Cushing’s syndrome includes a group of conditions characterized by excessive levels of cortisol. When the disease is caused by a tumor in the brain’s pituitary gland that increases adrenocorticotropic hormone (ACTH) levels, stimulating cortisol production by the adrenal glands, it is known as Cushing’s disease.

Tumors in the adrenal glands that sit atop the kidneys, however, also can lead to excessive cortisol production.

Although reports are rising of primary aldosteronism in people with asymptomatic Cushing’s syndrome, “[primary aldosteronism] screening may be ignored in the diagnosis and treatment of adrenal Cushing’s syndrome,” the researchers wrote.

The potential for primary aldosteronism to be complicated by aldosterone- and cortisol-producing tumors is known, but “cases of apparent Cushing’s syndrome complicated with [primary aldosteronism] are less well known,” they added.

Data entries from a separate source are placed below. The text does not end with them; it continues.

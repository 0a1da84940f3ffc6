//! Identifier generation
//!
//! Two flavours:
//! - short ids: lowercase hex, 8 characters by default, used for fields,
//!   options, grid rows/columns and sections
//! - document ids: RFC 4122 version 4 UUIDs
//!
//! Both read from the operating system's random source. When that source
//! fails the generator switches to a seeded PRNG and keeps going; the ids stay
//! well formed, they are just easier to predict.

use rand::rngs::{OsRng, StdRng};
use rand::{RngCore, SeedableRng};
use std::sync::atomic::{AtomicU64, Ordering};
use std::time::{SystemTime, UNIX_EPOCH};

const HEX: &[u8; 16] = b"0123456789abcdef";

static FALLBACK_COUNTER: AtomicU64 = AtomicU64::new(0);

/// Which random source produced a batch of bytes
#[derive(Debug, Clone, Copy, PartialEq, Eq)]
pub enum Entropy {
    /// Bytes came from the requested source
    Secure,
    /// Requested source failed, bytes came from a seeded PRNG
    Degraded,
}

/// Fill `buf` from `source`, falling back to a time-seeded PRNG on failure.
pub fn fill_random<R: RngCore + ?Sized>(source: &mut R, buf: &mut [u8]) -> Entropy {
    match source.try_fill_bytes(buf) {
        Ok(()) => Entropy::Secure,
        Err(err) => {
            tracing::warn!("secure random source unavailable, using PRNG: {}", err);
            fallback_rng().fill_bytes(buf);
            Entropy::Degraded
        }
    }
}

fn fallback_rng() -> StdRng {
    let nanos = SystemTime::now()
        .duration_since(UNIX_EPOCH)
        .map(|d| d.as_nanos() as u64)
        .unwrap_or_default();
    // Counter keeps two calls within the same clock tick apart.
    let bump = FALLBACK_COUNTER.fetch_add(1, Ordering::Relaxed);
    StdRng::seed_from_u64(nanos ^ bump.rotate_left(32))
}

/// Short identifier generator
#[derive(Debug, Clone, Copy, PartialEq, Eq)]
pub struct IdGenerator {
    length: usize,
}

impl IdGenerator {
    /// Default id length in hex characters
    pub const DEFAULT_LENGTH: usize = 8;

    /// Generator producing ids of the default length
    pub const fn new() -> Self {
        Self {
            length: Self::DEFAULT_LENGTH,
        }
    }

    /// Generator producing ids of `length` characters (minimum 1)
    pub fn with_length(length: usize) -> Self {
        Self {
            length: length.max(1),
        }
    }

    /// Configured id length
    pub fn length(&self) -> usize {
        self.length
    }

    /// Generate an id from the OS random source
    pub fn generate(&self) -> String {
        self.generate_with(&mut OsRng)
    }

    /// Generate an id from an explicit source
    pub fn generate_with<R: RngCore + ?Sized>(&self, source: &mut R) -> String {
        let mut bytes = vec![0u8; self.length];
        fill_random(source, &mut bytes);
        bytes
            .iter()
            .map(|b| HEX[(b & 0x0f) as usize] as char)
            .collect()
    }
}

impl Default for IdGenerator {
    fn default() -> Self {
        Self::new()
    }
}

/// 8-character lowercase hex id
pub fn new_id() -> String {
    IdGenerator::new().generate()
}

/// Version 4 UUID for a whole document
pub fn new_document_id() -> String {
    document_id_with(&mut OsRng)
}

/// Version 4 UUID from an explicit source
pub fn document_id_with<R: RngCore + ?Sized>(source: &mut R) -> String {
    let mut bytes = [0u8; 16];
    fill_random(source, &mut bytes);
    uuid::Builder::from_random_bytes(bytes)
        .into_uuid()
        .to_string()
}
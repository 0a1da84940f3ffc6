//! Default config command

use crate::output::OutputFormat;
use anyhow::Result;
use forms_core::{default_config, FieldKind};

pub fn handle(kind: &str, format: OutputFormat) -> Result<()> {
    let kind: FieldKind = kind.parse()?;
    format.print(&default_config(kind))
}
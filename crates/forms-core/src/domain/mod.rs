//! Domain module
//!
//! Value objects, the field configuration schema, the document aggregate,
//! events and mutation outcomes.

pub mod aggregates;
pub mod events;
pub mod outcome;
pub mod schema;
pub mod value_objects;

pub use aggregates::*;
pub use events::*;
pub use outcome::*;
pub use schema::*;
pub use value_objects::*;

Researchers at West China Hospital of Sichuan University described the case of a woman who developed Cushing’s syndrome and primary aldosteronism due to tumors in the adrenal glands.

The woman had high blood pressure, or hypertension, with weight gain over one year and facial swelling for six months. When admitted to the hospital’s adrenal disease center, she was overweight, had a moon-shaped face, thin skin, and fat accumulation on the back of the neck.

Laboratory tests showed that she had lost the daily rhythms of cortisol production, normally characterized by a peak in the morning and low levels at night. A dexamethasone test — which triggers regulatory mechanisms to decrease cortisol levels — also failed to suppress high levels of the hormone.

Moreover, she showed a significant decrease in renin activity  — an enzyme that controls aldosterone production — high levels of aldosterone, and a significantly higher aldosterone/renin ratio, indicative of aldosteronism.

A further CT scan revealed the presence of benign tumors, called adenomas, in both her adrenal glands.

Based on these symptoms, she was diagnosed with non-ACTH-dependent Cushing’s syndrome complicated by primary aldosteronism.

Two surgeries needed to remove woman’s adrenal gland tumors, nodules

The adenoma in her left adrenal gland was removed by robot-assisted laparoscopic surgery, a minimally invasive procedure giving a surgeon access to abdominal organs without large incisions. A nodule close to the adenoma was also removed.

Laboratory analysis found the adenoma expressed CYP11B1, an enzyme that helps produce cortisol, while the nodule expressed CYP11B2, an enzyme that helps produce aldosterone.

However, the patient’s hypertension, fatigue, and weight gain continued after the surgery. She also developed purple stretch marks on the lower abdomen, groin area, and inner thighs, alongside systemic joint pain.

A CT scan now revealed an adenoma in the right adrenal gland. It was removed and found to express both CYP11B1 and CYP11B2, meaning it secreted both cortisol and aldosterone.

After the second surgery, symptoms consistent with Cushing’s syndrome stopped. At a follow-up appointment six months later, she had normal blood pressure, and blood levels of cortisol and aldosterone within normal ranges.

In both adrenal glands, aldosterone-producing micronodules close to the adenomas were detected. According to the researchers, their existence raises a possible risk of primary aldosteronism relapse, necessitating continued checkups.

“This case highlights the need for [aldosterone- and cortisol-producing adenoma] screening,” the researchers concluded, adding that “the complicated pathological features of these cases impose challenges to our understanding of this disease.”